Why accessibility matters to me

I will discuss my experience with my daughter being born with a heart condition, life-flighted to a hospital five hours away and me trying to figure out how to get to her as quickly as possible. I was emotional, stressed and tired. With all that going on, I had to figure out how to get to her by booking a flight which I do very rarely, getting a cab (this was before Uber), and trying to figure out how to get to the right hospital in the right place of a town I have never been to. I didn’t realize it then, but I was in a cognitive space that didn’t allow me to understand the website content. I was experiencing a situational disability.

I am also going to touch on permanent and temporary disabilities. Knowing that there are different types of disabilities is another tool in your toolbelt for helping promote the use of assistive technologies and creating accessible solutions.

What is accessibility?

Accessibility is all around us. We have made accessibility part of our physical world, which has become part of how we interact with everything. Nobody thinks twice about a curb cutout going into a crosswalk or the sound that plays when the sign switches from walk to don’t walk. These are all put there for accessible reasons, but they have become commonplace now. We have been designing for the physical space for years to allow everyone the same access to buildings and streets. Over time and by building accessibility into their culture, architects have excelled at creating beautiful, functional things while providing everyone access. This same concept can be applied today to our technology.

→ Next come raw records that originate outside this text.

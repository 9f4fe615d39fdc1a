use serde::{Deserialize, Serialize};
use uuid::Uuid;
use chrono::{DateTime, Utc};

// ============================================================================
// Event Envelope - Event Metadata
// ============================================================================
//
// Wraps domain events with the metadata the store persists alongside them.
// The correlation id ties together every event written while serving one
// request (order settlement, wallet credit, compensations).
//
// ============================================================================

/// Generic Event Envelope - wraps any domain event with metadata
#[derive(Serialize, Deserialize, Clone, Debug)]
pub struct EventEnvelope<E> {
    // Event Identity
    pub event_id: Uuid,
    pub aggregate_id: Uuid,
    pub sequence_number: i64,

    // Event Type Information
    pub event_type: String,
    pub event_version: i32,

    // Event Payload
    pub event_data: E,

    // Causation & Correlation
    pub causation_id: Option<Uuid>,
    pub correlation_id: Uuid,

    /// Who triggered this event
    pub user_id: Option<Uuid>,

    pub timestamp: DateTime<Utc>,
}

impl<E: DomainEvent> EventEnvelope<E> {
    pub fn new(
        aggregate_id: Uuid,
        sequence_number: i64,
        event_data: E,
        correlation_id: Uuid,
    ) -> Self {
        Self {
            event_id: Uuid::new_v4(),
            aggregate_id,
            sequence_number,
            event_type: event_data.event_name().to_string(),
            event_version: E::event_version(),
            event_data,
            causation_id: None,
            correlation_id,
            user_id: None,
            timestamp: Utc::now(),
        }
    }

    pub fn with_user(mut self, user_id: Uuid) -> Self {
        self.user_id = Some(user_id);
        self
    }

    pub fn with_causation(mut self, causation_id: Uuid) -> Self {
        self.causation_id = Some(causation_id);
        self
    }
}

/// Wrap a batch of freshly decided events, numbering them after `expected_version`.
pub fn wrap_events<E: DomainEvent>(
    aggregate_id: Uuid,
    expected_version: i64,
    events: Vec<E>,
    correlation_id: Uuid,
    user_id: Option<Uuid>,
) -> Vec<EventEnvelope<E>> {
    events
        .into_iter()
        .zip(expected_version + 1..)
        .map(|(event, seq)| {
            let envelope = EventEnvelope::new(aggregate_id, seq, event, correlation_id);
            match user_id {
                Some(user_id) => envelope.with_user(user_id),
                None => envelope,
            }
        })
        .collect()
}

// ============================================================================
// Domain Event Trait
// ============================================================================

/// All domain events implement this trait to be used with the event store.
pub trait DomainEvent: Serialize + for<'de> Deserialize<'de> + Clone + Send + Sync {
    /// Name of the concrete variant, stored in the `event_type` column.
    fn event_name(&self) -> &'static str;

    fn event_version() -> i32 where Self: Sized { 1 }
}

pub fn serialize_event<E: Serialize>(event: &E) -> Result<String, serde_json::Error> {
    serde_json::to_string(event)
}

pub fn deserialize_event<E: for<'de> Deserialize<'de>>(json: &str) -> Result<E, serde_json::Error> {
    serde_json::from_str(json)
}

// ============================================================================
// Tests
// ============================================================================
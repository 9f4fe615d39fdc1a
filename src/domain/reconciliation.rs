use async_trait::async_trait;
use chrono::{DateTime, Utc};
use rust_decimal::Decimal;
use serde::{Deserialize, Serialize};
use std::fmt;
use uuid::Uuid;

use crate::event_sourcing::StoreError;

// ============================================================================
// Reconciliation Queue
// ============================================================================
//
// Side effects of a cancellation or return that could neither be applied
// nor rolled back end up here for an operator. Entries carry the request id
// so the operator can match them with the order's settlement.
//
// ============================================================================

#[derive(Debug, Clone, Copy, PartialEq, Eq, Serialize, Deserialize)]
pub enum ReconciliationKind {
    /// Refund owed to the wallet was never credited
    WalletCreditFailed,
    /// A compensating action failed after the order write was rejected
    CompensationFailed,
    /// Stock could not be put back for a cancelled or returned line
    StockRestoreFailed,
}

impl ReconciliationKind {
    pub fn as_str(self) -> &'static str {
        match self {
            ReconciliationKind::WalletCreditFailed => "wallet_credit_failed",
            ReconciliationKind::CompensationFailed => "compensation_failed",
            ReconciliationKind::StockRestoreFailed => "stock_restore_failed",
        }
    }

    pub fn parse(value: &str) -> Option<Self> {
        match value {
            "wallet_credit_failed" => Some(ReconciliationKind::WalletCreditFailed),
            "compensation_failed" => Some(ReconciliationKind::CompensationFailed),
            "stock_restore_failed" => Some(ReconciliationKind::StockRestoreFailed),
            _ => None,
        }
    }
}

impl fmt::Display for ReconciliationKind {
    fn fmt(&self, f: &mut fmt::Formatter<'_>) -> fmt::Result {
        f.write_str(self.as_str())
    }
}

#[derive(Debug, Clone, PartialEq, Serialize, Deserialize)]
#[serde(rename_all = "camelCase")]
pub struct ReconciliationEntry {
    pub id: Uuid,
    pub order_id: Uuid,
    pub user_id: Uuid,
    pub request_id: Uuid,
    pub kind: ReconciliationKind,
    #[serde(with = "rust_decimal::serde::float_option")]
    pub amount: Option<Decimal>,
    pub detail: String,
    pub created_at: DateTime<Utc>,
}

impl ReconciliationEntry {
    pub fn new(
        kind: ReconciliationKind,
        order_id: Uuid,
        user_id: Uuid,
        request_id: Uuid,
        amount: Option<Decimal>,
        detail: impl Into<String>,
    ) -> Self {
        Self {
            id: Uuid::new_v4(),
            order_id,
            user_id,
            request_id,
            kind,
            amount,
            detail: detail.into(),
            created_at: Utc::now(),
        }
    }
}

#[async_trait]
pub trait ReconciliationLog: Send + Sync {
    async fn record(&self, entry: &ReconciliationEntry) -> Result<(), StoreError>;

    /// Oldest first, at most `limit` entries
    async fn pending(&self, limit: usize) -> Result<Vec<ReconciliationEntry>, StoreError>;
}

Why should accessibility matter to you?

There is a strong business case for accessibility. Accessibility overlaps with other best practices such as mobile web design, device independence, multi-modal interaction, usability, design for older users and search engine optimization. Case studies show that accessible websites have better search results, reduced maintenance costs and increased audience reach, among other benefits. Also, it is the right thing to do.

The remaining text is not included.